The letter’s essential point, the newspaper said, “is that the two senators believe global warming is a fact, and therefore all debate about the issue must stop and ExxonMobil should ‘end its dangerous support of the [global warming] “deniers.” ‘ Not only that, the company ‘should repudiate its climate change denial campaign and make public its funding history.’ And in extra penance for being ‘one of the world’s largest carbon emitters,’ Exxon should spend that money on ‘global remediation efforts.’

“The senators aren’t dumb enough to risk an ethics inquiry by threatening specific consequences if Mr. Tillerson declines this offer he can’t refuse. But in case the CEO doesn’t understand his company’s jeopardy, they add that ‘ExxonMobil and its partners in denial have manufactured controversy, sown doubt, and impeded progress with strategies all-too-reminiscent of those used by the tobacco industry for so many years.’ (Our emphasis.) The senators also graciously copied the Exxon board on their missive.

“This is amazing stuff. On the one hand, the senators say that everyone agrees on the facts and consequences of climate change. But at the same time they are so afraid of debate that they want Exxon to stop financing a doughty band of dissenters who can barely get their name in the paper. We respect the folks at the Competitive Enterprise Institute, but we didn’t know until reading the Rockefeller-Snowe letter that they ran U.S. climate policy and led the mainstream media around by the nose, too. Congratulations.”

Sebelius chosen

Kansas Gov. Kathleen Sebelius will assume the chairmanship of the Democratic Governors’ Association next year as the party enjoys its first gubernatorial majority in 12 years, officials said yesterday.

Mrs. Sebelius, who was elected to a second term last month, will succeed New Mexico Gov. Bill Richardson, said the officials, who spoke on the condition of anonymity to avoid upstaging an official announcement tomorrow.

Mrs. Sebelius, 58, prevailed in her Republican-leaning state with 58 percent of the vote on Nov. 7. Her vice chairman will be West Virginia Gov. Joe Manchin III, who was elected in 2004, the Associated Press reports.

Civil rights award

The Congress of Racial Equality, one of the nation’s oldest civil rights groups, has announced it will present an achievement award to Bishop Robert Morlino of the Catholic Diocese of Madison, Wis.

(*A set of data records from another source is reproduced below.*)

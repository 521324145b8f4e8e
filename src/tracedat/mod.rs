//! Binary trace.dat decoding.
//!
//! `container` parses the file header, metadata parts and options;
//! `ringbuf` walks one CPU's pages; `merge` interleaves every CPU of every
//! buffer instance; `reader` turns records into events.

pub mod bytes;
pub mod compress;
pub mod container;
pub mod format;
pub mod kallsyms;
pub mod merge;
pub mod reader;
pub mod ringbuf;
pub mod tsync;

pub use container::{BufferInstance, BufferLayout, CpuDataDesc, FileState, TraceHeader};
pub use kallsyms::KernelSymbols;
pub use reader::{decode_trace, TraceDatReader};
pub use ringbuf::{CompressionChunk, CpuRingBuffer, PagePool, Record};
pub use tsync::{TimestampCorrection, TsyncSample, TsyncTable};
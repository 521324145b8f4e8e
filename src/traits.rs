use crate::config::LoadOptions;
use crate::event::TraceEvent;
use crate::string_intern::StringPool;
use std::collections::BTreeMap;
use std::path::Path;
use std::sync::Arc;

/// Per-CPU statistics, from the capture's CPUSTAT text and from decoding.
#[derive(Debug, Clone, Default)]
pub struct CpuInfo {
    pub cpu: u32,
    pub file_offset: u64,
    pub file_size: u64,
    pub entries: u64,
    pub overrun: u64,
    pub commit_overrun: u64,
    pub bytes: u64,
    pub oldest_event_ts: i64,
    pub now_ts: i64,
    pub dropped_events: u64,
    pub read_events: u64,
    /// Records decoded from this CPU's buffers.
    pub events: u64,
    pub min_ts: Option<i64>,
    pub max_ts: Option<i64>,
}

/// Capture-level information known once headers have been read.
///
/// Passed to the decode callback alongside every event and returned by the
/// reader when decoding finishes.
#[derive(Debug, Clone, Default)]
pub struct TraceInfo {
    pub file: String,
    pub file_version: u32,
    pub big_endian: bool,
    pub long_size: u32,
    pub page_size: u32,
    pub compression: Option<String>,
    pub cpus: u32,
    pub uname: Option<String>,
    pub tracer_version: Option<String>,
    pub trace_clock: Option<String>,
    pub trace_id: Option<u64>,
    /// Named ring-buffer instances besides the top-level one.
    pub buffers: Vec<String>,
    pub cpu_info: Vec<CpuInfo>,
    /// pid -> comm, seeded from the capture's saved cmdlines.
    pub pid_comm: BTreeMap<i32, Arc<str>>,
    /// pid -> tgid, from the capture's saved tgid table.
    pub pid_tgid: BTreeMap<i32, i32>,
    /// Records before this timestamp were dropped by CPU-overlap trimming.
    pub trimmed_ts: Option<i64>,
    pub first_ts: Option<i64>,
    pub last_ts: Option<i64>,
}

/// Decode callback: receives every record in non-decreasing timestamp order.
/// Returning `true` asks the reader to stop before the next record.
pub type EventCallback<'a> = dyn FnMut(&TraceInfo, TraceEvent) -> bool + 'a;

/// A producer of raw events.
///
/// The binary trace.dat decoder is one implementation; any other capture
/// format feeds the correlator through this same callback shape.
pub trait TraceReader: Send {
    /// Decodes the file at `path`, invoking `callback` once per record.
    fn read(
        &mut self,
        path: &Path,
        options: &LoadOptions,
        pool: &mut StringPool,
        callback: &mut EventCallback<'_>,
    ) -> anyhow::Result<TraceInfo>;
}
//! Typed decode errors for the binary trace container.
//!
//! Format and resource errors are fatal to a load; every variant carries
//! the byte offset, CPU or section id needed to diagnose the capture.

use thiserror::Error;

#[derive(Error, Debug)]
pub enum DecodeError {
    #[error("bad magic at offset 0: not a trace-cmd data file")]
    BadMagic,

    #[error("unsupported file version {0}")]
    UnsupportedVersion(String),

    #[error("truncated read at offset {offset:#x}: wanted {wanted} bytes")]
    Truncated { offset: u64, wanted: u64 },

    #[error("cpu {cpu} data ends at {end:#x} past end of file ({file_size:#x}); capture possibly truncated")]
    CpuDataOutOfBounds { cpu: u32, end: u64, file_size: u64 },

    #[error("bad section {id} at offset {offset:#x}: {reason}")]
    BadSection { id: u16, offset: u64, reason: String },

    #[error("unexpected tag {found:?} at offset {offset:#x}, expected {expected}")]
    BadTag { offset: u64, expected: &'static str, found: String },

    #[error("unsupported compression algorithm {name:?} version {version:?}")]
    UnsupportedCompression { name: String, version: String },

    #[error("decompression failed for block at offset {offset:#x}: {reason}")]
    Decompress { offset: u64, reason: String },

    #[error("chunk cache for cpu {cpu} is full of referenced chunks (capacity {capacity})")]
    ChunkCacheExhausted { cpu: u32, capacity: usize },

    #[error("bad page at offset {offset:#x} on cpu {cpu}: {reason}")]
    BadPage { cpu: u32, offset: u64, reason: String },

    #[error("bad event format: {0}")]
    BadFormat(String),

    #[error("cpu {0} is out of range")]
    NoSuchCpu(u32),

    #[error(transparent)]
    Io(#[from] std::io::Error),
}

#[cfg(test)]
mod tests {
    use super::*;

    #[test]
    fn test_truncated_display_includes_offset() {
        let err = DecodeError::Truncated { offset: 0x40, wanted: 8 };
        assert_eq!(err.to_string(), "truncated read at offset 0x40: wanted 8 bytes");
    }

    #[test]
    fn test_cpu_bounds_display() {
        let err = DecodeError::CpuDataOutOfBounds { cpu: 3, end: 0x2000, file_size: 0x1800 };
        assert!(err.to_string().contains("cpu 3"));
        assert!(err.to_string().contains("truncated"));
    }
}
//! amdgpu submissions: `amdgpu_cs_ioctl` -> `amdgpu_sched_run_job` -> `*fence_signaled`.

use super::{layout_serialized, CorrelationKey, CorrelationPass, Timeline, TimelineFamily};
use crate::event::{AmdStage, EventFlags, EventId, TraceEvent};
use crate::hash::fnv1a32;
use log::debug;
use std::collections::BTreeMap;
use std::sync::Arc;

/// `timeline_context_seqno`, the string identifying one job.
pub fn gfx_context(event: &TraceEvent) -> Option<String> {
    let seqno = event.seqno.filter(|s| *s != 0)?;
    Some(format!("{}_{}_{}", event.field("timeline")?, event.field("context")?, seqno))
}

#[derive(Debug, Default)]
pub struct AmdState {
    /// Ring name (`gfx`, `sdma0`, ...) -> every stage event on it.
    timeline_locs: BTreeMap<Arc<str>, Vec<EventId>>,
}

impl AmdState {
    pub fn add_event(&mut self, pass: &mut CorrelationPass<'_>, id: EventId, stage: AmdStage) {
        let event = pass.event(id);
        let (Some(timeline), Some(ctx)) = (event.field_arc("timeline").cloned(), gfx_context(event)) else {
            return;
        };
        self.timeline_locs.entry(timeline).or_default().push(id);

        let group = pass.indices.add_key(CorrelationKey::Amd(fnv1a32(&ctx)), id).to_vec();
        if group.len() > 1 {
            pass.link(id, group[group.len() - 2], group[0]);
            if stage == AmdStage::FenceSignaled {
                for &member in &group {
                    pass.event_mut(member).flags.insert(EventFlags::TIMELINE);
                }
            }
        } else if stage != AmdStage::CsIoctl {
            pass.mark_unlinked(id);
        }
    }

    /// Drops unsignaled work and lays out each ring.
    pub fn finish(self, pass: &mut CorrelationPass<'_>) -> Vec<Timeline> {
        let pruned = pass
            .indices
            .by_key
            .iter()
            .filter(|(key, group)| {
                matches!(key, CorrelationKey::Amd(_)) && !group.iter().any(|&id| pass.events[id as usize].is_timeline())
            })
            .count();
        pass.stats.pruned_groups += pruned;

        let mut timelines = Vec::new();
        for (name, mut locs) in self.timeline_locs {
            locs.retain(|&id| pass.event(id).is_timeline());
            if locs.is_empty() {
                debug!("amd timeline {} has no signaled work", name);
                continue;
            }
            let row_count = layout_serialized(pass, &locs);
            timelines.push(Timeline {
                name,
                family: TimelineFamily::Amd,
                events: locs,
                row_count,
            });
        }
        timelines
    }
}

/// Indexes an `amdgpu_job_msg` under the job it describes.
pub fn index_job_msg(pass: &mut CorrelationPass<'_>, id: EventId) {
    let event = pass.event(id);
    if event.field("msg").map_or(true, str::is_empty) {
        return;
    }
    if let Some(ctx) = gfx_context(event) {
        let ctx = pass.pool.intern_owned(ctx);
        pass.indices.gfx_context_msgs.entry(ctx).or_default().push(id);
    }
}

#[cfg(test)]
mod tests {
    use super::super::tests::make_event;
    use super::super::EventCorrelator;
    use crate::config::LoadOptions;
    use crate::event::{EventFlags, TraceEvent};
    use crate::string_intern::StringPool;
    use std::collections::BTreeMap;

    fn amd(id: u32, ts: i64, pid: i32, comm: &str, name: &str, timeline: &str, seqno: u64) -> TraceEvent {
        let seq = seqno.to_string();
        let mut e = make_event(id, ts, pid, comm, name, &[("timeline", timeline), ("context", "249"), ("seqno", seq.as_str())]);
        e.seqno = Some(seqno);
        e
    }

    #[test]
    fn test_single_job_durations() {
        let mut pool = StringPool::new();
        let mut events = vec![
            amd(0, 100, 2837, "SkinningApp-2837", "amdgpu_cs_ioctl", "gfx", 91446),
            amd(1, 105, 477, "gfx-477", "amdgpu_sched_run_job", "gfx", 91446),
            amd(2, 140, 0, "<idle>-0", "fence_signaled", "gfx", 91446),
        ];
        let options = LoadOptions::default();
        let correlation = EventCorrelator::new(&options).correlate(&mut events, &BTreeMap::new(), &mut pool);

        assert_eq!(events[2].duration, Some(35));
        // Nothing queued ahead: the hardware starts the job as it is run.
        assert_eq!(events[1].duration, Some(0));
        assert_eq!(events[0].duration, Some(5));
        assert_eq!(events[2].predecessor, Some(1));
        assert_eq!(events[1].predecessor, Some(0));
        assert_eq!(&*events[2].user_comm, "SkinningApp-2837");
        assert!(events[2].flags.contains(EventFlags::AUTOGEN_COLOR | EventFlags::TIMELINE));
        assert_eq!(events[2].row, Some(0));

        let timeline = correlation.timeline("gfx").unwrap();
        assert_eq!(timeline.events, vec![0, 1, 2]);
        assert_eq!(timeline.row_count, 1);
    }

    #[test]
    fn test_jobs_serialize_on_the_ring() {
        let mut pool = StringPool::new();
        let mut events = vec![
            amd(0, 100, 10, "a-10", "amdgpu_cs_ioctl", "gfx", 1),
            amd(1, 105, 3, "gfx-3", "amdgpu_sched_run_job", "gfx", 1),
            amd(2, 110, 11, "b-11", "amdgpu_cs_ioctl", "gfx", 2),
            amd(3, 115, 3, "gfx-3", "amdgpu_sched_run_job", "gfx", 2),
            amd(4, 140, 0, "<idle>-0", "fence_signaled", "gfx", 1),
            amd(5, 160, 0, "<idle>-0", "fence_signaled", "gfx", 2),
            amd(6, 200, 10, "a-10", "amdgpu_cs_ioctl", "gfx", 3),
            amd(7, 205, 3, "gfx-3", "amdgpu_sched_run_job", "gfx", 3),
            amd(8, 230, 0, "<idle>-0", "fence_signaled", "gfx", 3),
        ];
        let options = LoadOptions::default();
        let correlation = EventCorrelator::new(&options).correlate(&mut events, &BTreeMap::new(), &mut pool);

        assert_eq!(events[5].duration, Some(20));
        assert_eq!(events[3].duration, Some(25));
        assert_eq!(events[2].duration, Some(5));
        for (run, signal) in [(1, 4), (3, 5), (7, 8)] {
            let run_end = events[run].ts + events[run].duration.unwrap();
            let hw_start = events[signal].ts - events[signal].duration.unwrap();
            assert_eq!(run_end, hw_start);
        }
        assert_eq!(events[4].row, Some(0));
        assert_eq!(events[5].row, Some(1));
        assert_eq!(events[8].row, Some(0));
        assert_eq!(&*events[5].user_comm, "b-11");
        assert_eq!(correlation.timeline("gfx").unwrap().row_count, 2);
    }

    #[test]
    fn test_unsignaled_work_is_pruned() {
        let mut pool = StringPool::new();
        let mut events = vec![
            amd(0, 100, 10, "a-10", "amdgpu_cs_ioctl", "sdma0", 7),
            amd(1, 105, 3, "sdma0-3", "amdgpu_sched_run_job", "sdma0", 7),
            amd(2, 106, 3, "comp-3", "amdgpu_sched_run_job", "comp_1.0.0", 9),
            amd(3, 150, 0, "<idle>-0", "fence_signaled", "comp_1.0.0", 9),
        ];
        let options = LoadOptions::default();
        let correlation = EventCorrelator::new(&options).correlate(&mut events, &BTreeMap::new(), &mut pool);

        assert!(correlation.timeline("sdma0").is_none());
        assert_eq!(correlation.stats.pruned_groups, 1);
        assert!(events[2].flags.contains(EventFlags::UNLINKED));
        assert_eq!(correlation.stats.unlinked, 1);
        assert_eq!(events[3].duration, Some(44));
        assert_eq!(events[2].duration, Some(0));
        assert_eq!(&*events[3].user_comm, "comp-3");
    }

    #[test]
    fn test_job_msg_indexed_by_context() {
        let mut pool = StringPool::new();
        let mut msg = amd(0, 100, 10, "a-10", "amdgpu_job_msg", "gfx", 4);
        msg.fields.push(crate::event::EventField { key: "msg".into(), value: "present".into() });
        let mut events = vec![msg];
        let options = LoadOptions::default();
        let correlation = EventCorrelator::new(&options).correlate(&mut events, &BTreeMap::new(), &mut pool);
        assert_eq!(correlation.indices.gfx_context_msgs.get("gfx_249_4"), Some(&vec![0]));
    }
}
//! Load progress shared between the decode worker and whoever polls it.
//!
//! Only atomics are shared; results travel through the loader's channel.

use std::sync::atomic::{AtomicU32, AtomicU8, Ordering};

/// Set in the counter while events are being correlated rather than read.
pub const INITIALIZING_BIT: u32 = 0x4000_0000;

#[derive(Debug, Clone, Copy, PartialEq, Eq)]
#[repr(u8)]
pub enum LoadState {
    Idle = 0,
    Loading = 1,
    CancelRequested = 2,
    Error = 3,
}

impl LoadState {
    fn from_u8(v: u8) -> Self {
        match v {
            1 => LoadState::Loading,
            2 => LoadState::CancelRequested,
            3 => LoadState::Error,
            _ => LoadState::Idle,
        }
    }
}

#[derive(Debug, Clone, Copy, PartialEq, Eq)]
pub enum LoadStatus {
    /// Raw records read so far.
    Loading(u32),
    /// Events correlated so far.
    Initializing(u32),
    /// Finished; holds the final event count.
    Loaded(u32),
    Error,
}

#[derive(Debug, Default)]
pub struct LoadProgress {
    counter: AtomicU32,
    state: AtomicU8,
}

impl LoadProgress {
    pub fn new() -> Self {
        Self::default()
    }

    /// Marks a load as started. A cancel requested before the worker got
    /// here stays pending.
    pub fn begin(&self) {
        self.counter.store(0, Ordering::SeqCst);
        let _ = self.state.fetch_update(Ordering::SeqCst, Ordering::SeqCst, |state| {
            (state != LoadState::CancelRequested as u8).then_some(LoadState::Loading as u8)
        });
    }

    pub fn record_event(&self) {
        self.counter.fetch_add(1, Ordering::Relaxed);
    }

    pub fn begin_initializing(&self) {
        self.counter.store(INITIALIZING_BIT, Ordering::SeqCst);
    }

    pub fn finish(&self, events: usize) {
        self.counter.store(events as u32 & !INITIALIZING_BIT, Ordering::SeqCst);
        self.state.store(LoadState::Idle as u8, Ordering::SeqCst);
    }

    pub fn fail(&self) {
        self.state.store(LoadState::Error as u8, Ordering::SeqCst);
    }

    /// Asks a running load to stop at the next record boundary.
    /// Returns false when nothing is loading.
    pub fn cancel(&self) -> bool {
        self.state
            .compare_exchange(
                LoadState::Loading as u8,
                LoadState::CancelRequested as u8,
                Ordering::SeqCst,
                Ordering::SeqCst,
            )
            .is_ok()
    }

    pub fn is_cancel_requested(&self) -> bool {
        self.state() == LoadState::CancelRequested
    }

    pub fn state(&self) -> LoadState {
        LoadState::from_u8(self.state.load(Ordering::SeqCst))
    }

    pub fn count(&self) -> u32 {
        self.counter.load(Ordering::Relaxed) & !INITIALIZING_BIT
    }

    pub fn status(&self) -> LoadStatus {
        let counter = self.counter.load(Ordering::Relaxed);
        let count = counter & !INITIALIZING_BIT;
        match self.state() {
            LoadState::Error => LoadStatus::Error,
            LoadState::Idle => LoadStatus::Loaded(count),
            LoadState::Loading | LoadState::CancelRequested => {
                if counter & INITIALIZING_BIT != 0 {
                    LoadStatus::Initializing(count)
                } else {
                    LoadStatus::Loading(count)
                }
            }
        }
    }
}

#[cfg(test)]
mod tests {
    use super::*;

    #[test]
    fn test_status_transitions() {
        let progress = LoadProgress::new();
        assert!(!progress.cancel());

        progress.begin();
        progress.record_event();
        progress.record_event();
        assert_eq!(progress.status(), LoadStatus::Loading(2));

        progress.begin_initializing();
        progress.record_event();
        assert_eq!(progress.status(), LoadStatus::Initializing(1));

        progress.finish(2);
        assert_eq!(progress.status(), LoadStatus::Loaded(2));
    }

    #[test]
    fn test_cancel_only_while_loading() {
        let progress = LoadProgress::new();
        progress.begin();
        assert!(progress.cancel());
        assert!(progress.is_cancel_requested());
        assert!(!progress.cancel());

        progress.fail();
        assert_eq!(progress.status(), LoadStatus::Error);
    }

    #[test]
    fn test_begin_keeps_pending_cancel() {
        let progress = LoadProgress::new();
        progress.begin();
        assert!(progress.cancel());

        progress.begin();
        assert!(progress.is_cancel_requested());

        progress.finish(0);
        progress.begin();
        assert_eq!(progress.state(), LoadState::Loading);
    }
}
//! pid -> comm and thread-group bookkeeping.

use super::color::color_from_hash;
use crate::event::TraceEvent;
use crate::hash::fnv1a32;
use crate::string_intern::StringPool;
use std::collections::{BTreeMap, HashMap};
use std::sync::Arc;

/// A process and the threads seen forking from it.
#[derive(Debug, Clone, Default)]
pub struct TgidInfo {
    pub tgid: i32,
    pub pids: Vec<i32>,
    pub hashval: u32,
    pub color: u32,
    /// `comm-tgid`
    pub commstr: Arc<str>,
}

impl TgidInfo {
    fn add_pid(&mut self, pid: i32) {
        if !self.pids.contains(&pid) {
            self.pids.push(pid);
        }
    }
}

#[derive(Debug, Clone, Default)]
pub struct CommTracker {
    pub pid_comm: BTreeMap<i32, Arc<str>>,
    /// Names learned from sched_switch, which win over every other source.
    pub sched_switch_comm: HashMap<i32, Arc<str>>,
    pub pid_tgid: HashMap<i32, i32>,
    pub tgids: BTreeMap<i32, TgidInfo>,
}

impl CommTracker {
    pub fn new(pid_comm: BTreeMap<i32, Arc<str>>) -> Self {
        CommTracker {
            pid_comm,
            ..Default::default()
        }
    }

    /// Seeds thread groups from the capture's saved pid -> tgid table. The
    /// group leader goes first in its member list.
    pub fn seed_tgids(&mut self, pid_tgid: &BTreeMap<i32, i32>) {
        for (&pid, &tgid) in pid_tgid {
            if tgid <= 0 {
                continue;
            }
            let info = self.tgids.entry(tgid).or_default();
            info.tgid = tgid;
            if !info.pids.contains(&pid) {
                if pid == tgid {
                    info.pids.insert(0, pid);
                } else {
                    info.pids.push(pid);
                }
            }
            if let Some(comm) = self.pid_comm.get(&pid) {
                info.hashval = info.hashval.wrapping_add(fnv1a32(comm));
            }
            self.pid_tgid.insert(pid, tgid);
        }
    }

    /// Records `prev_comm`/`next_comm`. A pid already named by another
    /// source is only renamed if sched_switch named it before.
    pub fn observe_sched_switch(&mut self, event: &TraceEvent) {
        for (pid_key, comm_key) in [("prev_pid", "prev_comm"), ("next_pid", "next_comm")] {
            let Some(pid) = event.field_i64(pid_key).map(|p| p as i32) else {
                continue;
            };
            let Some(comm) = event.field_arc(comm_key) else {
                continue;
            };
            if pid == 0 {
                continue;
            }
            if !self.pid_comm.contains_key(&pid) || self.sched_switch_comm.contains_key(&pid) {
                self.pid_comm.insert(pid, Arc::clone(comm));
                self.sched_switch_comm.insert(pid, Arc::clone(comm));
            }
        }
    }

    /// `parent_pid` becomes the thread group, `child_pid` a member.
    pub fn add_fork(&mut self, event: &TraceEvent) {
        let tgid = event.field_i64("parent_pid").unwrap_or(0) as i32;
        let pid = event.field_i64("child_pid").unwrap_or(0) as i32;
        let (Some(tgid_comm), Some(child_comm)) = (event.field_arc("parent_comm"), event.field_arc("child_comm")) else {
            return;
        };
        if tgid == 0 || pid == 0 {
            return;
        }

        let info = self.tgids.entry(tgid).or_default();
        if info.tgid == 0 {
            info.tgid = tgid;
            info.hashval = info.hashval.wrapping_add(fnv1a32(tgid_comm));
        }
        info.add_pid(tgid);
        info.add_pid(pid);

        self.pid_comm.entry(tgid).or_insert_with(|| Arc::clone(tgid_comm));
        self.pid_comm.entry(pid).or_insert_with(|| Arc::clone(child_comm));
        self.pid_tgid.entry(tgid).or_insert(tgid);
        self.pid_tgid.entry(pid).or_insert(tgid);
    }

    /// Names the exec'ing pid after the executable, unless it already has a name.
    pub fn on_exec(&mut self, event: &TraceEvent, pool: &mut StringPool) {
        let Some(filename) = event.field("filename") else {
            return;
        };
        if let Some((_, base)) = filename.rsplit_once('/') {
            if !base.is_empty() {
                let base = pool.intern(base);
                self.pid_comm.entry(event.pid).or_insert(base);
            }
        }
    }

    pub fn on_exit(&mut self, event: &TraceEvent) {
        if let Some(comm) = event.field_arc("comm") {
            self.pid_comm.insert(event.pid, Arc::clone(comm));
        }
    }

    /// `comm-pid` for a pid, if the pid has ever been named.
    pub fn comm_str(&self, pid: i32, pool: &mut StringPool) -> Option<Arc<str>> {
        let comm = self.pid_comm.get(&pid)?;
        Some(pool.intern_owned(format!("{}-{}", comm, pid)))
    }

    pub fn sched_switch_comm_str(&self, pid: i32, pool: &mut StringPool) -> Option<Arc<str>> {
        let comm = self.sched_switch_comm.get(&pid)?;
        Some(pool.intern_owned(format!("{}-{}", comm, pid)))
    }

    pub fn tgid_of(&self, pid: i32) -> Option<&TgidInfo> {
        self.pid_tgid.get(&pid).and_then(|tgid| self.tgids.get(tgid))
    }

    /// Drops groups whose only member is the group leader itself.
    pub fn remove_single_tgids(&mut self) -> usize {
        let before = self.tgids.len();
        self.tgids.retain(|_, info| !(info.pids.len() == 1 && info.pids[0] == info.tgid));
        let tgids = &self.tgids;
        self.pid_tgid.retain(|_, tgid| tgids.contains_key(tgid));
        before - self.tgids.len()
    }

    pub fn update_tgid_colors(&mut self, saturation: f32, alpha: f32, pool: &mut StringPool) {
        for info in self.tgids.values_mut() {
            info.color = color_from_hash(info.hashval, saturation, alpha);
            let comm = self.pid_comm.get(&info.tgid).map_or("<...>", |c| &**c);
            info.commstr = pool.intern_owned(format!("{}-{}", comm, info.tgid));
        }
    }
}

The award recognizes Bishop Morlino for exercising his free speech and religious free-exercise rights in the face of intense pressure designed to silence him — and thereby chill the rights of others — in the weeks preceding the recent marriage state constitutional amendment vote in Wisconsin. Bishop Morlino was targeted because he was the most visible proponent of the amendment measure banning same-sex “marriage” in Wisconsin, the group said.

For years, those seeking to invalidate America’s marriage laws in court have attempted to advance their cause by invoking analogies to civil rights, the group said. This award is the first time that a major civil rights organization has publicly acknowledged the reality that the basic civil liberties of groups and individuals in America who believe in the protection of marriage are increasingly being challenged.

The award ceremony will take place Friday afternoon at St. Patrick’s Cathedral in Madison.